Their son Phillips attended St Paul’s School, London, and Trinity College, Cambridge, attaining his Doctor of Divinity degree at the latter. Phillips became the rector in Springfield, Essex, where he stayed for the rest of his life. Phillips was married in the newly completed St Paul’s Cathedral, London, in March 1712/13.

Daughter Ann married John Houghton, a glover. Charles Gretton lived the very last years of his life with Ann at the Houghton home in Milk Street, London. Ann was buried in Springfield in January 1752/53, where her nephew, Phillips' son, had become the rector.

Little is known about Thomas, the youngest son. He married Elizabeth Turner, a widow. The Ship was willed to Thomas, but £10 of the yearly rent funded the charities in Claypole. Thomas was also buried in Springfield.

Charles Gretton married Lucy Uffman in 1700, but she must have died, because Gretton was married again in 1711, this time to Dorothea Wilson. Gretton became a widower for the third time in 1727.

== Death ==
Charles Gretton died on 25 June 1731 and was buried at St Dunstan-in-the-West, Fleet Street, on 5 July 1731. He had reserved £100 for his funeral costs and was buried ‘in very decent manner,’ according to a newspaper at the time. Besides his beautiful clocks and watches, Charles left considerable wealth, including at least nine properties.

== Additional resources ==
Essex Archives: Springfield Parish Records.

Lincolnshire Archives: Claypole Parish Records (births and deaths, deeds): Charles Gretton’s parents’ wills and inventories, deeds, educational history.

London Metropolitan Archives (deeds, marriage records, tax records): St Dunstan-in-the-West vestry minutes.

Loomes, Brian. Several books on horology and clockmakers, including documentation on Charles Gretton.

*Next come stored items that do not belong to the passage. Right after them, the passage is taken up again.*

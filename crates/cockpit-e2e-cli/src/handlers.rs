//! Command handlers

use crate::commands::{PlanArgs, PlanFormat, SetupArgs};
use crate::error::{CliError, CliResult};
use crate::output::Reporter;
use cockpit_e2e::scenario::rest::{plan_request, RestBackend, RestBody, RestRequest};
use cockpit_e2e::{suites, Call, E2eConfig, ResourceDir, Scenario, ScenarioReport, ScenarioRunner};
use std::fmt::Write as _;
use std::path::Path;

/// Look up and build a named scenario
pub fn resolve_scenario(name: &str, resources: &ResourceDir) -> CliResult<Scenario> {
    match suites::build(name, resources) {
        Some(scenario) => Ok(scenario?),
        None => Err(CliError::UnknownScenario {
            name: name.to_string(),
        }),
    }
}

/// One line per catalog entry
#[must_use]
pub fn render_catalog() -> String {
    let width = suites::catalog()
        .iter()
        .map(|entry| entry.name.len())
        .max()
        .unwrap_or(0);
    suites::catalog().iter().fold(String::new(), |mut out, entry| {
        let _ = writeln!(out, "{:<width$}  {}", entry.name, entry.description);
        out
    })
}

fn describe_request(request: &RestRequest) -> String {
    let detail = match &request.body {
        RestBody::Json(body) => body.to_string(),
        RestBody::Deployment(deployment) => {
            let files: Vec<String> = deployment
                .files
                .iter()
                .map(|f| format!("{} ({} bytes)", f.name, f.content.len()))
                .collect();
            format!("{} [{}]", deployment.deployment_name, files.join(", "))
        }
    };
    format!("{} {} {detail}", request.method, request.path_string())
}

fn describe_call(call: &Call<'_>) -> CliResult<String> {
    let request = plan_request(call.resource, call.action, call.payload)?;
    Ok(format!(
        "{}.{}  {}",
        call.resource,
        call.action,
        describe_request(&request)
    ))
}

/// Render a scenario without executing it
pub fn render_plan(scenario: &Scenario, format: PlanFormat) -> CliResult<String> {
    match format {
        PlanFormat::Text => {
            let mut out = String::new();
            for (n, call) in scenario.calls().enumerate() {
                let _ = writeln!(out, "{:>3}. {}", n + 1, describe_call(&call)?);
            }
            Ok(out)
        }
        PlanFormat::Json => Ok(serde_json::to_string_pretty(scenario)? + "\n"),
        PlanFormat::Yaml => Ok(serde_yaml_ng::to_string(scenario)?),
    }
}

/// `plan`: print what a scenario would send
pub fn plan(args: &PlanArgs) -> CliResult<()> {
    let resources = args
        .resources
        .as_ref()
        .map_or_else(ResourceDir::default, |dir| ResourceDir::new(dir));
    let scenario = resolve_scenario(&args.scenario, &resources)?;
    print!("{}", render_plan(&scenario, args.format)?);
    Ok(())
}

/// Environment configuration with command-line overrides applied
pub fn load_config(
    path: Option<&Path>,
    rest_url: Option<&str>,
    resources: Option<&Path>,
) -> CliResult<E2eConfig> {
    let mut config = match path {
        Some(path) => E2eConfig::load(path)?,
        None => E2eConfig::default(),
    };
    if let Some(url) = rest_url {
        config = config.with_rest_url(url);
    }
    if let Some(dir) = resources {
        config = config.with_resources_dir(dir);
    }
    if config.rest_url.trim().is_empty() {
        return Err(CliError::config("REST url must not be empty"));
    }
    Ok(config)
}

/// `setup`: execute a scenario against the configured engine
pub async fn setup(args: &SetupArgs, reporter: &Reporter) -> CliResult<ScenarioReport> {
    let config = load_config(
        args.config.as_deref(),
        args.rest_url.as_deref(),
        args.resources.as_deref(),
    )?;
    let scenario = resolve_scenario(&args.scenario, &config.resources())?;

    reporter.header(&format!("{} -> {}", args.scenario, config.rest_url));
    let backend = RestBackend::with_timeout(config.rest_url.clone(), config.request_timeout());
    let mut runner = ScenarioRunner::new(backend);

    let report = runner.run(&scenario).await?;
    for call in &report.calls {
        let timing = reporter.dim(&format!("({}ms)", call.duration_ms));
        reporter.success(&format!(
            "{}.{} #{} {timing}",
            call.resource, call.action, call.payload_index
        ));
    }
    reporter.info(&format!(
        "{} calls, {}ms in engine, {}ms total (run {})",
        report.calls.len(),
        report.total_duration_ms(),
        report.wall_time_ms(),
        report.run_id
    ));
    Ok(report)
}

National Archives, Kew: Charles Gretton’s will.

Priestley, Phillip. (2000). Early Watch Case Makers of England 1631–1720. Columbia, PA: National Association of Watch and Clock Collectors. ISBN 0-9668869-1-7. .

Stevens, John J. (1965). 'The Clockmaker from Claypole.' Lincolnshire Historian, 2(12), 27–34.

Stevens, John J. (1962). ‘Charles Gretton: A Brief Resume of His Life, Compiled from Original Documents.’ Antiquarian Horology, 4(2), 40–45.